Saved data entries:
———

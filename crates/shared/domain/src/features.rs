//! Build-time feature records and their rendering as bundler defines.
//!
//! Each resolution step owns one record with its own named fields, so the
//! merged [`FeatureSet`] cannot contain colliding keys.

use serde::ser::SerializeMap;
use serde::{Deserialize, Serialize, Serializer};
use std::fmt;
use strum_macros::{AsRefStr, EnumString};

pub const UNI_FEATURE_WX: &str = "__UNI_FEATURE_WX__";
pub const UNI_FEATURE_WXS: &str = "__UNI_FEATURE_WXS__";
pub const UNI_FEATURE_PROMISE: &str = "__UNI_FEATURE_PROMISE__";
pub const UNI_FEATURE_LONGPRESS: &str = "__UNI_FEATURE_LONGPRESS__";
pub const UNI_FEATURE_NVUE: &str = "__UNI_FEATURE_NVUE__";
pub const UNI_FEATURE_ROUTER_MODE: &str = "__UNI_FEATURE_ROUTER_MODE__";
pub const UNI_FEATURE_PAGES: &str = "__UNI_FEATURE_PAGES__";
pub const UNI_FEATURE_TABBAR: &str = "__UNI_FEATURE_TABBAR__";
pub const UNI_FEATURE_TOPWINDOW: &str = "__UNI_FEATURE_TOPWINDOW__";
pub const UNI_FEATURE_LEFTWINDOW: &str = "__UNI_FEATURE_LEFTWINDOW__";
pub const UNI_FEATURE_RIGHTWINDOW: &str = "__UNI_FEATURE_RIGHTWINDOW__";
pub const UNI_FEATURE_RESPONSIVE: &str = "__UNI_FEATURE_RESPONSIVE__";
pub const UNI_FEATURE_NAVIGATIONBAR: &str = "__UNI_FEATURE_NAVIGATIONBAR__";
pub const UNI_FEATURE_PULL_DOWN_REFRESH: &str = "__UNI_FEATURE_PULL_DOWN_REFRESH__";
pub const UNI_FEATURE_NAVIGATIONBAR_BUTTONS: &str = "__UNI_FEATURE_NAVIGATIONBAR_BUTTONS__";
pub const UNI_FEATURE_NAVIGATIONBAR_SEARCHINPUT: &str = "__UNI_FEATURE_NAVIGATIONBAR_SEARCHINPUT__";
pub const UNI_FEATURE_NAVIGATIONBAR_TRANSPARENT: &str =
    "__UNI_FEATURE_NAVIGATIONBAR_TRANSPARENT__";

/// Router implementation the H5 runtime is built with.
#[derive(
    Debug, Default, Clone, Copy, PartialEq, Eq, Hash, Serialize, Deserialize, EnumString, AsRefStr,
)]
#[serde(rename_all = "lowercase")]
#[strum(serialize_all = "lowercase")]
pub enum RouterMode {
    #[default]
    Hash,
    History,
}

impl RouterMode {
    /// The mode as a quoted JavaScript string literal, ready for define substitution.
    #[must_use]
    pub const fn as_literal(self) -> &'static str {
        match self {
            Self::Hash => "\"hash\"",
            Self::History => "\"history\"",
        }
    }
}

/// Flags driven by `manifest.json`.
#[derive(Debug, Clone, Copy, PartialEq, Eq, Serialize, Deserialize)]
#[serde(rename_all = "camelCase")]
pub struct ManifestFeatures {
    /// Mini-program style component instance APIs (`selectComponent`, ...).
    pub wx: bool,
    /// WXS support (`getComponentDescriptor`, ...).
    pub wxs: bool,
    /// Legacy `[err, res]` promise results.
    pub promise: bool,
    pub longpress: bool,
    pub router_mode: RouterMode,
}

impl Default for ManifestFeatures {
    fn default() -> Self {
        Self { wx: true, wxs: true, promise: false, longpress: true, router_mode: RouterMode::Hash }
    }
}

/// Flags detected from the normalized pages configuration.
#[derive(Debug, Clone, Copy, PartialEq, Eq, Serialize, Deserialize)]
#[serde(rename_all = "camelCase")]
pub struct PagesFeatures {
    pub nvue: bool,
    /// More than one page (multi-page routing).
    pub pages: bool,
    pub tab_bar: bool,
    pub top_window: bool,
    pub left_window: bool,
    pub right_window: bool,
    pub navigation_bar: bool,
    pub pull_down_refresh: bool,
    pub navigation_bar_buttons: bool,
    pub navigation_bar_search_input: bool,
    pub navigation_bar_transparent: bool,
}

impl Default for PagesFeatures {
    fn default() -> Self {
        Self {
            nvue: true,
            pages: true,
            tab_bar: true,
            top_window: false,
            left_window: false,
            right_window: false,
            navigation_bar: true,
            pull_down_refresh: false,
            navigation_bar_buttons: true,
            navigation_bar_search_input: true,
            navigation_bar_transparent: true,
        }
    }
}

/// Per-project toggles. No flags are defined yet.
#[derive(Debug, Default, Clone, Copy, PartialEq, Eq, Serialize, Deserialize)]
pub struct ProjectFeatures {}

/// Every feature flag of one build, grouped by the step that resolved it.
#[derive(Debug, Default, Clone, Copy, PartialEq, Eq, Serialize, Deserialize)]
pub struct FeatureSet {
    pub manifest: ManifestFeatures,
    pub pages: PagesFeatures,
    pub project: ProjectFeatures,
}

impl FeatureSet {
    #[must_use]
    pub const fn new(
        manifest: ManifestFeatures,
        pages: PagesFeatures,
        project: ProjectFeatures,
    ) -> Self {
        Self { manifest, pages, project }
    }

    /// Any of the top, left or right windows is configured.
    #[must_use]
    pub const fn responsive(&self) -> bool {
        self.pages.top_window || self.pages.left_window || self.pages.right_window
    }

    /// Renders the flags as the global constants substituted by the bundler.
    ///
    /// Every key is always present, in a fixed order.
    #[must_use]
    pub fn defines(&self) -> FeatureDefines {
        let m = &self.manifest;
        let p = &self.pages;

        FeatureDefines(vec![
            (UNI_FEATURE_WX, DefineValue::Bool(m.wx)),
            (UNI_FEATURE_WXS, DefineValue::Bool(m.wxs)),
            (UNI_FEATURE_PROMISE, DefineValue::Bool(m.promise)),
            (UNI_FEATURE_LONGPRESS, DefineValue::Bool(m.longpress)),
            (UNI_FEATURE_NVUE, DefineValue::Bool(p.nvue)),
            (UNI_FEATURE_ROUTER_MODE, DefineValue::Literal(m.router_mode.as_literal())),
            (UNI_FEATURE_PAGES, DefineValue::Bool(p.pages)),
            (UNI_FEATURE_TABBAR, DefineValue::Bool(p.tab_bar)),
            (UNI_FEATURE_TOPWINDOW, DefineValue::Bool(p.top_window)),
            (UNI_FEATURE_LEFTWINDOW, DefineValue::Bool(p.left_window)),
            (UNI_FEATURE_RIGHTWINDOW, DefineValue::Bool(p.right_window)),
            (UNI_FEATURE_RESPONSIVE, DefineValue::Bool(self.responsive())),
            (UNI_FEATURE_NAVIGATIONBAR, DefineValue::Bool(p.navigation_bar)),
            (UNI_FEATURE_PULL_DOWN_REFRESH, DefineValue::Bool(p.pull_down_refresh)),
            (UNI_FEATURE_NAVIGATIONBAR_BUTTONS, DefineValue::Bool(p.navigation_bar_buttons)),
            (
                UNI_FEATURE_NAVIGATIONBAR_SEARCHINPUT,
                DefineValue::Bool(p.navigation_bar_search_input),
            ),
            (UNI_FEATURE_NAVIGATIONBAR_TRANSPARENT, DefineValue::Bool(p.navigation_bar_transparent)),
        ])
    }
}

/// Value of one define: a boolean or a fixed, already-quoted source literal.
#[derive(Debug, Clone, Copy, PartialEq, Eq)]
pub enum DefineValue {
    Bool(bool),
    Literal(&'static str),
}

impl DefineValue {
    #[must_use]
    pub const fn as_bool(self) -> Option<bool> {
        match self {
            Self::Bool(b) => Some(b),
            Self::Literal(_) => None,
        }
    }
}

impl fmt::Display for DefineValue {
    fn fmt(&self, f: &mut fmt::Formatter<'_>) -> fmt::Result {
        match self {
            Self::Bool(b) => write!(f, "{b}"),
            Self::Literal(s) => f.write_str(s),
        }
    }
}

impl Serialize for DefineValue {
    fn serialize<S>(&self, serializer: S) -> Result<S::Ok, S::Error>
    where
        S: Serializer,
    {
        match self {
            Self::Bool(b) => serializer.serialize_bool(*b),
            Self::Literal(s) => serializer.serialize_str(s),
        }
    }
}

/// Ordered define map. Serializes as a flat object keyed by define name.
#[derive(Debug, Clone, PartialEq, Eq)]
pub struct FeatureDefines(Vec<(&'static str, DefineValue)>);

impl FeatureDefines {
    #[must_use]
    pub fn get(&self, key: &str) -> Option<DefineValue> {
        self.0.iter().find(|(k, _)| *k == key).map(|(_, v)| *v)
    }

    pub fn iter(&self) -> impl Iterator<Item = (&'static str, DefineValue)> + '_ {
        self.0.iter().copied()
    }

    #[must_use]
    pub fn len(&self) -> usize {
        self.0.len()
    }
}

impl Serialize for FeatureDefines {
    fn serialize<S>(&self, serializer: S) -> Result<S::Ok, S::Error>
    where
        S: Serializer,
    {
        let mut map = serializer.serialize_map(Some(self.0.len()))?;
        for (key, value) in &self.0 {
            map.serialize_entry(key, value)?;
        }
        map.end()
    }
}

———

▶ TASK TO CARRY OUT
With the first line being the one containing "pub const UNI_FEATURE_TOPWINDOW: &str" and the last line the one containing "pub const UNI_FEATURE_RESPONSIVE: &str", transcribe exactly the lines above that fall in that range.

▶ WRITTEN ANSWER
pub const UNI_FEATURE_TOPWINDOW: &str = "__UNI_FEATURE_TOPWINDOW__";
pub const UNI_FEATURE_LEFTWINDOW: &str = "__UNI_FEATURE_LEFTWINDOW__";
pub const UNI_FEATURE_RIGHTWINDOW: &str = "__UNI_FEATURE_RIGHTWINDOW__";
pub const UNI_FEATURE_RESPONSIVE: &str = "__UNI_FEATURE_RESPONSIVE__";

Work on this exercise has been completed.